I was eleven the first time I heard of the cutthroat trout. It was 1973 and I had borrowed a book—Joe Brooks’s Trout Fishing—from my small-town library, where everything was on a two-week rotation from the city, never to be seen again once you returned it. I opened the cover and found page after page of glorious American salmonids that I never knew existed. I was intrigued by the Dolly Varden, steelhead, and grayling, but two fish came to dominate my imagination: the golden trout, which I hope to encounter soon enough, and the one with which I have recently become obsessed. The very name—cutthroat—must surely account for part of the attraction: it reeks of romance, fantasy, and danger.

Brooks even alluded to the very subspecies I seek today:

“Because the cutthroat trout is a wilderness trout rather than an urban dweller, he is one of the easier members of the family to catch, and his numbers have been decimated by heavy fishing wherever he can be reached.

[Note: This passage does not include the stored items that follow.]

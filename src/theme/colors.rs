//! Colors - Light and Dark Palettes

use gpui::{Rgba, rgb, rgba};

/// Color palette for one theme mode
#[derive(Debug, Clone, Copy, PartialEq)]
pub struct Palette {
    // Surfaces
    /// Window background
    pub app_bg: Rgba,
    /// Cards, tables, modals
    pub surface: Rgba,
    /// Alternate rows, filled cards
    pub surface_alt: Rgba,
    /// Row and ghost hover
    pub surface_hover: Rgba,
    /// Header background
    pub header_bg: Rgba,
    pub header_text: Rgba,

    // Text
    pub text_primary: Rgba,
    pub text_secondary: Rgba,
    pub text_muted: Rgba,
    /// Text on accent/danger fills
    pub text_inverse: Rgba,

    // Borders
    pub border: Rgba,
    pub border_focus: Rgba,

    // Actions
    pub accent: Rgba,
    pub accent_hover: Rgba,
    pub accent_text: Rgba,
    pub secondary: Rgba,
    pub secondary_hover: Rgba,
    pub danger_hover: Rgba,

    // Status
    pub success: Rgba,
    pub warning: Rgba,
    pub danger: Rgba,
    pub info: Rgba,

    // Overlays
    pub backdrop: Rgba,
    pub tooltip_bg: Rgba,
    pub tooltip_text: Rgba,
}

impl Palette {
    /// Default light palette
    pub fn light() -> Self {
        Self {
            app_bg: rgb(0xf5f5f5),
            surface: rgb(0xffffff),
            surface_alt: rgb(0xf9fafb),
            surface_hover: rgb(0xf3f4f6),
            header_bg: rgb(0x2cb3b8),
            header_text: rgb(0xffffff),

            text_primary: rgb(0x1f2937),
            text_secondary: rgb(0x6b7280),
            text_muted: rgb(0x9ca3af),
            text_inverse: rgb(0xffffff),

            border: rgb(0xe5e7eb),
            border_focus: rgb(0x3b82f6),

            accent: rgb(0x3b82f6),
            accent_hover: rgb(0x2563eb),
            accent_text: rgb(0xffffff),
            secondary: rgb(0xe5e7eb),
            secondary_hover: rgb(0xd1d5db),
            danger_hover: rgb(0xdc2626),

            success: rgb(0x22c55e),
            warning: rgb(0xf59e0b),
            danger: rgb(0xef4444),
            info: rgb(0x3b82f6),

            backdrop: rgba(0x00000088),
            tooltip_bg: rgb(0x1f2937),
            tooltip_text: rgb(0xf9fafb),
        }
    }

    /// Default dark palette
    pub fn dark() -> Self {
        Self {
            app_bg: rgb(0x111827),
            surface: rgb(0x1f2937),
            surface_alt: rgb(0x1a2332),
            surface_hover: rgb(0x374151),
            header_bg: rgb(0x0f766e),
            header_text: rgb(0xf9fafb),

            text_primary: rgb(0xf9fafb),
            text_secondary: rgb(0xd1d5db),
            text_muted: rgb(0x9ca3af),
            text_inverse: rgb(0xffffff),

            border: rgb(0x374151),
            border_focus: rgb(0x60a5fa),

            accent: rgb(0x60a5fa),
            accent_hover: rgb(0x3b82f6),
            accent_text: rgb(0x0b1220),
            secondary: rgb(0x374151),
            secondary_hover: rgb(0x4b5563),
            danger_hover: rgb(0xb91c1c),

            success: rgb(0x4ade80),
            warning: rgb(0xfbbf24),
            danger: rgb(0xf87171),
            info: rgb(0x60a5fa),

            backdrop: rgba(0x000000aa),
            tooltip_bg: rgb(0xf9fafb),
            tooltip_text: rgb(0x111827),
        }
    }
}

/// Apply an alpha multiplier to a color
pub fn with_alpha(color: Rgba, alpha: f32) -> Rgba {
    Rgba {
        a: (color.a * alpha).clamp(0.0, 1.0),
        ..color
    }
}

#[cfg(test)]
mod tests {
    use super::*;

    #[test]
    fn test_with_alpha_scales() {
        let half = with_alpha(rgb(0xffffff), 0.5);
        assert!((half.a - 0.5).abs() < 1e-6);
        assert_eq!(half.r, 1.0);
    }

    #[test]
    fn test_palettes_differ_in_surface() {
        assert_ne!(Palette::light().surface, Palette::dark().surface);
    }
}
//! Interaction mappings
//!
//! Hover, press and open flags mapped to motion targets per component kind.

use super::preset::MotionTarget;
use crate::constants::HOVER_LIFT_PX;

/// Pointer and visibility flags of one widget
#[derive(Debug, Clone, Copy, Default, PartialEq, Eq)]
pub struct Interaction {
    pub hovered: bool,
    pub pressed: bool,
    pub open: bool,
}

impl Interaction {
    pub fn hovered() -> Self {
        Self {
            hovered: true,
            open: true,
            ..Default::default()
        }
    }

    pub fn pressed() -> Self {
        Self {
            hovered: true,
            pressed: true,
            open: true,
        }
    }

    pub fn rest() -> Self {
        Self {
            open: true,
            ..Default::default()
        }
    }
}

/// Per-component table of how interactions move the element
#[derive(Debug, Clone, Copy, PartialEq)]
pub struct InteractionPreset {
    pub hover_lift: f32,
    pub hover_scale: f32,
    pub press_scale: f32,
    pub press_opacity: f32,
    pub closed_opacity: f32,
}

impl InteractionPreset {
    pub const BUTTON: Self = Self {
        hover_lift: 1.0,
        hover_scale: 1.03,
        press_scale: 0.97,
        press_opacity: 0.85,
        closed_opacity: 0.0,
    };

    pub const CARD: Self = Self {
        hover_lift: HOVER_LIFT_PX * 2.0,
        hover_scale: 1.0,
        press_scale: 0.99,
        press_opacity: 0.95,
        closed_opacity: 0.0,
    };

    pub const TOAST: Self = Self {
        hover_lift: 0.0,
        hover_scale: 1.0,
        press_scale: 1.0,
        press_opacity: 1.0,
        closed_opacity: 0.0,
    };

    /// Resolve the target for the given flags. Closed wins over everything,
    /// press wins over hover.
    pub fn target(&self, interaction: Interaction) -> MotionTarget {
        if !interaction.open {
            return MotionTarget {
                opacity: self.closed_opacity,
                ..MotionTarget::IDENTITY
            };
        }
        if interaction.pressed {
            return MotionTarget {
                opacity: self.press_opacity,
                ..MotionTarget::IDENTITY
            }
            .with_scale(self.press_scale);
        }
        if interaction.hovered {
            return MotionTarget::IDENTITY
                .with_offset(0.0, -self.hover_lift)
                .with_scale(self.hover_scale);
        }
        MotionTarget::IDENTITY
    }
}

#[cfg(test)]
mod tests {
    use super::*;

    #[test]
    fn test_rest_is_identity() {
        assert_eq!(
            InteractionPreset::BUTTON.target(Interaction::rest()),
            MotionTarget::IDENTITY
        );
    }

    #[test]
    fn test_hover_lifts_card() {
        let target = InteractionPreset::CARD.target(Interaction::hovered());
        assert!(target.offset_y < 0.0);
    }

    #[test]
    fn test_press_overrides_hover() {
        let target = InteractionPreset::BUTTON.target(Interaction::pressed());
        assert_eq!(target.scale, InteractionPreset::BUTTON.press_scale);
        assert_eq!(target.offset_y, 0.0);
    }

    #[test]
    fn test_closed_hides() {
        let target = InteractionPreset::BUTTON.target(Interaction::default());
        assert_eq!(target.opacity, 0.0);
    }
}
//! Card Component
//!
//! A surface for grouping content, with optional title, subtitle and footer.

use gpui::{
    AnimationExt, AnyElement, App, ClickEvent, ElementId, FontWeight, InteractiveElement,
    IntoElement, ParentElement, RenderOnce, SharedString, StatefulInteractiveElement, Styled,
    Window, div, prelude::*, px,
};

use crate::motion::{
    AnimationStyle, Interaction, InteractionPreset, apply_motion, gpui_animation,
};
use crate::theme::{Theme, Typography};

/// Card variant
#[derive(Debug, Clone, Copy, Default, PartialEq, Eq)]
pub enum CardVariant {
    /// Surface with a drop shadow
    #[default]
    Elevated,
    /// Surface with a border and no shadow
    Outlined,
    /// Tinted surface
    Filled,
}

/// Card component
#[derive(IntoElement)]
pub struct Card {
    id: ElementId,
    variant: CardVariant,
    title: Option<SharedString>,
    subtitle: Option<SharedString>,
    footer: Option<AnyElement>,
    children: Vec<AnyElement>,
    hoverable: bool,
    entry: AnimationStyle,
    on_click: Option<Box<dyn Fn(&ClickEvent, &mut Window, &mut App) + 'static>>,
}

impl Card {
    pub fn new(id: impl Into<ElementId>) -> Self {
        Self {
            id: id.into(),
            variant: CardVariant::default(),
            title: None,
            subtitle: None,
            footer: None,
            children: Vec::new(),
            hoverable: false,
            entry: AnimationStyle::None,
            on_click: None,
        }
    }

    pub fn variant(mut self, variant: CardVariant) -> Self {
        self.variant = variant;
        self
    }

    pub fn title(mut self, title: impl Into<SharedString>) -> Self {
        self.title = Some(title.into());
        self
    }

    pub fn subtitle(mut self, subtitle: impl Into<SharedString>) -> Self {
        self.subtitle = Some(subtitle.into());
        self
    }

    pub fn footer(mut self, footer: impl IntoElement) -> Self {
        self.footer = Some(footer.into_any_element());
        self
    }

    /// Lift on hover
    pub fn hoverable(mut self) -> Self {
        self.hoverable = true;
        self
    }

    /// Animate the card in when first rendered
    pub fn entry(mut self, style: AnimationStyle) -> Self {
        self.entry = style;
        self
    }

    /// Make the whole card clickable
    pub fn on_click(
        mut self,
        handler: impl Fn(&ClickEvent, &mut Window, &mut App) + 'static,
    ) -> Self {
        self.on_click = Some(Box::new(handler));
        self
    }
}

impl ParentElement for Card {
    fn extend(&mut self, elements: impl IntoIterator<Item = AnyElement>) {
        self.children.extend(elements);
    }
}

impl RenderOnce for Card {
    fn render(self, _window: &mut Window, cx: &mut App) -> impl IntoElement {
        let palette = Theme::palette_of(cx);
        let preset = InteractionPreset::CARD;
        let hovered = preset.target(Interaction::hovered());
        let pressed = preset.target(Interaction::pressed());
        let clickable = self.on_click.is_some();
        let has_heading = self.title.is_some() || self.subtitle.is_some();

        let mut card = div()
            .id(self.id.clone())
            .relative()
            .flex()
            .flex_col()
            .rounded_lg()
            .overflow_hidden();

        card = match self.variant {
            CardVariant::Elevated => card.bg(palette.surface).shadow_md(),
            CardVariant::Outlined => card
                .bg(palette.surface)
                .border_1()
                .border_color(palette.border),
            CardVariant::Filled => card.bg(palette.surface_alt),
        };

        card = card
            .when(self.hoverable, |card| {
                card.hover(move |s| apply_motion(s.shadow_lg(), hovered))
            })
            .when(clickable, |card| {
                card.cursor_pointer()
                    .active(move |s| apply_motion(s, pressed))
            })
            .when(has_heading, |card| {
                card.child(
                    div()
                        .px_5()
                        .pt_4()
                        .flex()
                        .flex_col()
                        .gap_1()
                        .when_some(self.title, |el, title| {
                            el.child(
                                div()
                                    .text_size(px(Typography::TEXT_LG))
                                    .font_weight(FontWeight::SEMIBOLD)
                                    .text_color(palette.text_primary)
                                    .child(title),
                            )
                        })
                        .when_some(self.subtitle, |el, subtitle| {
                            el.child(
                                div()
                                    .text_size(px(Typography::TEXT_SM))
                                    .text_color(palette.text_secondary)
                                    .child(subtitle),
                            )
                        }),
                )
            })
            .child(
                div()
                    .px_5()
                    .py_4()
                    .flex()
                    .flex_col()
                    .gap_3()
                    .children(self.children),
            )
            .when_some(self.footer, |card, footer| {
                card.child(
                    div()
                        .px_5()
                        .py_3()
                        .border_t_1()
                        .border_color(palette.border)
                        .child(footer),
                )
            });

        if let Some(handler) = self.on_click {
            card = card.on_click(handler);
        }

        let entry = self.entry;
        if entry == AnimationStyle::None {
            return card.into_any_element();
        }
        card.with_animation(
            SharedString::from(format!("{}-entry", self.id)),
            gpui_animation(entry.transition()),
            move |el, delta| apply_motion(el, entry.sample(delta)),
        )
        .into_any_element()
    }
}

Today the Yellowstone River is probably the only stream outside of primitive areas which supports a good population.”

Trout Fishing—like Back to the Klondike!—was utterly captivating. At the end of two weeks I could not bring myself to return it. First I pretended that I had mislaid it, then that my autistic brother must have “disappeared” it in the open fireplace or down the septic tank. Eventually, when I could stall no more, I admitted that I had lost it and paid the fine out of my own pocket money. My mother knew I was lying. Even the librarian eyeballed me over the top of her wire-framed glasses. Worse, I understood that paying for the book did not absolve me from having committed my crime. Forty years on, the guilt is still there. But I still won’t give it up. If necessary, I would steal it again.

A raven caws, and I look up from the Yellowstone map. I see him on the roadside and he utters a maudlin “nevermore” before hopping thrice and flying off. I think of why I am here, and shudder.

Edgar Allan Poe is famous not just for “The Raven,” but also for having introduced the Scandinavian word maelström into the English language. And as if that wasn’t enough, he practically invented the detective story. At least, The Purloined Letter and The Murders in the Rue Morgue were so perfect that their structure has come to de ne the genre. And now, one and a half centuries after these stories were written, Yellowstone National Park has offered up an American mystery as great as any Poe ever contrived.

Locally, the facts of the case are well known: in 1989, piscivorous lake trout, mackinaw to those of us who fish New Zealand, were illegally introduced into Yellowstone Lake and supposedly have eaten enough Yellowstone cutthroat trout to bring them to the brink of extinction.

The mysteries are manifold: Who is responsible for the mackinaw being there? Can anything be done? Will justice prevail? Common sense, even? Or is vengeance and face-saving more important than the outcome?

The supporting evidence poses many more questions than it purports to answer, and some months ago, I came to fancy myself as Poe’s eccentric amateur sleuth on a certain path to outwit the official police force. That feeling, I’m nervous to admit, hasn’t entirely gone away.

Greg French "The Imperiled Cutthroat"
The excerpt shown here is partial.